4. I learn to hope in Christ, walk by faith and live by his promises that one day, he will be victorious in our lives and we will no longer be struggling with sin.

It is amazing and refreshing to see lives changed and people walking in victory over sin and living for God. But backsliding Christians, half-hearted worshippers, hurting marriages, prodigal children, less-than-ideal church happenings…I wrestle so often with discouragement.  It’s not that I think I am better than anyone else, but it is heartbreaking and difficult to be a witness of the devastating effects of sin in the lives of Christians.

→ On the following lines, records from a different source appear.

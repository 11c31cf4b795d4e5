//! Canned examples an operator can load into the session.

use once_cell::sync::Lazy;
use simlab_events::LogCategory;
use simlab_protocol::{StkBuilderParams, StkType, TopicBrief, View};

use crate::error::SessionError;
use crate::session::Session;

#[derive(Clone, Debug, PartialEq, Eq)]
pub enum ExampleKind {
    /// Loads a PDU into the decode input.
    Decode { pdu: &'static str },
    /// Selects an STK environment and merges builder fields.
    Builder {
        stk_type: StkType,
        params: StkBuilderParams,
    },
    /// Shows static briefing text.
    Info { body: &'static str },
}

#[derive(Clone, Debug, PartialEq, Eq)]
pub struct Example {
    pub id: &'static str,
    pub title: &'static str,
    pub kind: ExampleKind,
}

impl Example {
    pub fn view(&self) -> View {
        match self.kind {
            ExampleKind::Decode { .. } => View::Analyzer,
            ExampleKind::Builder { .. } => View::Builder,
            ExampleKind::Info { .. } => View::Research,
        }
    }

    pub fn kind_label(&self) -> &'static str {
        match self.kind {
            ExampleKind::Decode { .. } => "decode",
            ExampleKind::Builder { .. } => "builder",
            ExampleKind::Info { .. } => "info",
        }
    }
}

static CATALOG: Lazy<Vec<Example>> = Lazy::new(|| {
    vec![
        Example {
            id: "silent-sms",
            title: "Silent SMS (Type-0)",
            kind: ExampleKind::Decode {
                pdu: "079144775810065011000A81100000000040",
            },
        },
        Example {
            id: "ota-envelope",
            title: "Binary OTA Envelope",
            kind: ExampleKind::Decode {
                pdu: "0791447758100650400B914477582100F17FF6000000000000000C027000000A0D00000000D001",
            },
        },
        Example {
            id: "simjacker-location",
            title: "Simjacker Location",
            kind: ExampleKind::Builder {
                stk_type: StkType::SatBrowser,
                params: StkBuilderParams::default().with_command_type("PROVIDE LOCAL INFO"),
            },
        },
        Example {
            id: "wibattack-sms",
            title: "WIBattack Premium SMS",
            kind: ExampleKind::Builder {
                stk_type: StkType::Wib,
                params: StkBuilderParams::default()
                    .with_command_type("SEND SHORT MESSAGE")
                    .with_target_number("+15550100"),
            },
        },
        Example {
            id: "browser-launch",
            title: "Proactive Browser Launch",
            kind: ExampleKind::Builder {
                stk_type: StkType::ProactiveSim,
                params: StkBuilderParams::default()
                    .with_command_type("LAUNCH BROWSER")
                    .with_url_or_data("http://lab.invalid/landing"),
            },
        },
        Example {
            id: "ota-overview",
            title: "SIM OTA Overview",
            kind: ExampleKind::Info {
                body: "Over-the-air (OTA) management lets an operator push binary SMS to the \
                       SIM. Messages with PID 0x7F and DCS 0xF6 are delivered to the card rather \
                       than the handset, where a toolkit application may act on them without \
                       user interaction.",
            },
        },
        Example {
            id: "stk-primer",
            title: "SIM Toolkit Primer",
            kind: ExampleKind::Info {
                body: "Proactive commands let the SIM drive the handset: display text, send a \
                       short message, set up a call or report location. Browser environments \
                       such as S@T and WIB interpret byte-code pushed to the card.",
            },
        },
    ]
});

pub fn catalog() -> &'static [Example] {
    &CATALOG
}

pub fn find(id: &str) -> Option<&'static Example> {
    let id = id.trim();
    CATALOG
        .iter()
        .find(|ex| ex.id.eq_ignore_ascii_case(id) || ex.title.eq_ignore_ascii_case(id))
}

impl Session {
    /// Applies an example to the session state and logs one line.
    pub fn apply_example(&self, example: &Example) {
        let mut shared = self.shared();
        let state = &mut shared.state;
        state.view = example.view();
        match &example.kind {
            ExampleKind::Decode { pdu } => {
                state.pdu_input = pdu.to_string();
            }
            ExampleKind::Builder { stk_type, params } => {
                state.stk_type = *stk_type;
                state.builder.merge(params);
            }
            ExampleKind::Info { body } => {
                state.info = Some(TopicBrief {
                    topic: example.title.to_string(),
                    body: body.to_string(),
                });
            }
        }
        self.inner.log.append(
            format!("Loaded {} example: {}", example.kind_label(), example.title),
            LogCategory::SystemNotice,
        );
    }

    /// Looks an example up by id or title and applies it.
    pub fn apply_example_by_id(&self, id: &str) -> Result<&'static Example, SessionError> {
        let example = find(id).ok_or_else(|| SessionError::UnknownExample(id.trim().to_string()))?;
        self.apply_example(example);
        Ok(example)
    }
}

#[cfg(test)]
mod tests {
    use super::*;
    use std::collections::HashSet;

    #[test]
    fn catalog_ids_are_unique_and_cover_every_kind() {
        let ids: HashSet<_> = catalog().iter().map(|ex| ex.id).collect();
        assert_eq!(ids.len(), catalog().len());
        for label in ["decode", "builder", "info"] {
            assert!(catalog().iter().any(|ex| ex.kind_label() == label));
        }
    }

    #[test]
    fn decode_examples_are_even_length_hex() {
        for ex in catalog() {
            if let ExampleKind::Decode { pdu } = ex.kind {
                assert_eq!(pdu.len() % 2, 0, "{}", ex.id);
                assert!(pdu.chars().all(|c| c.is_ascii_hexdigit()), "{}", ex.id);
            }
        }
    }

    #[test]
    fn lookup_accepts_title() {
        assert_eq!(
            find("simjacker location").map(|ex| ex.id),
            Some("simjacker-location")
        );
        assert!(find("nope").is_none());
    }
}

And yet, as the hope of the resurrection and final victory of Christ over sin and death became the greatest hope to me personally when I saw the hopelessness of my own sinfulness, I have come to hope in God this year in a greater way than I ever have seeing these things in the church. It’s different singing “Dear dying Lamb, thy precious blood shall never lose its power/ till all the ransomed church of God be saved to sin no more!” when you are not only wrestling with your own sin, but with discouragement over the effects of the struggle against sin in the body of Christ. Through these disappointments and struggles, the hope of God’s ability to bring his ransomed home and one day perfect us completely is not just a truth I know or even a sweet comfort, but an anchor for my soul.

When I was younger, I used to just wish that I didn’t see the “bad things” so I could be blissfully happy. But the Christian joy is not the bliss of ignorance and glossing over of wrongs. It is looking straight at the hideousness and power of sin, being in the trenches of the fight where at times you say “God, are you even working? It feels like it will always be like this,” and having all the false hopes in people and self be stripped away. It’s looking at God who became a man, lived in the throes of sin, and in his death showed sin to be immeasurably worse than we ever feared. It’s marveling that he broke the terrible power of death and sin in his victorious resurrection. And it’s living in the promise that the victory in holiness we taste and strive for in part today will be ours in full measure when he comes again. And we need each other in the local church for this.

Walking with you as Christ walks with us,
Faith

•••

Note: I wrote this after watching this short interview with David Powlison (“Can I Grow In Holiness Without The Local Church“) and being reminded of another reason why I am thankful for corporate worship. It’s only 7 minutes long, you should watch it! In it he said:

“There is nothing like singing with a passel of other believers who mean it…There’s points where you can’t even sing…and it’s so awesome what we are saying to the Lord and to each other.”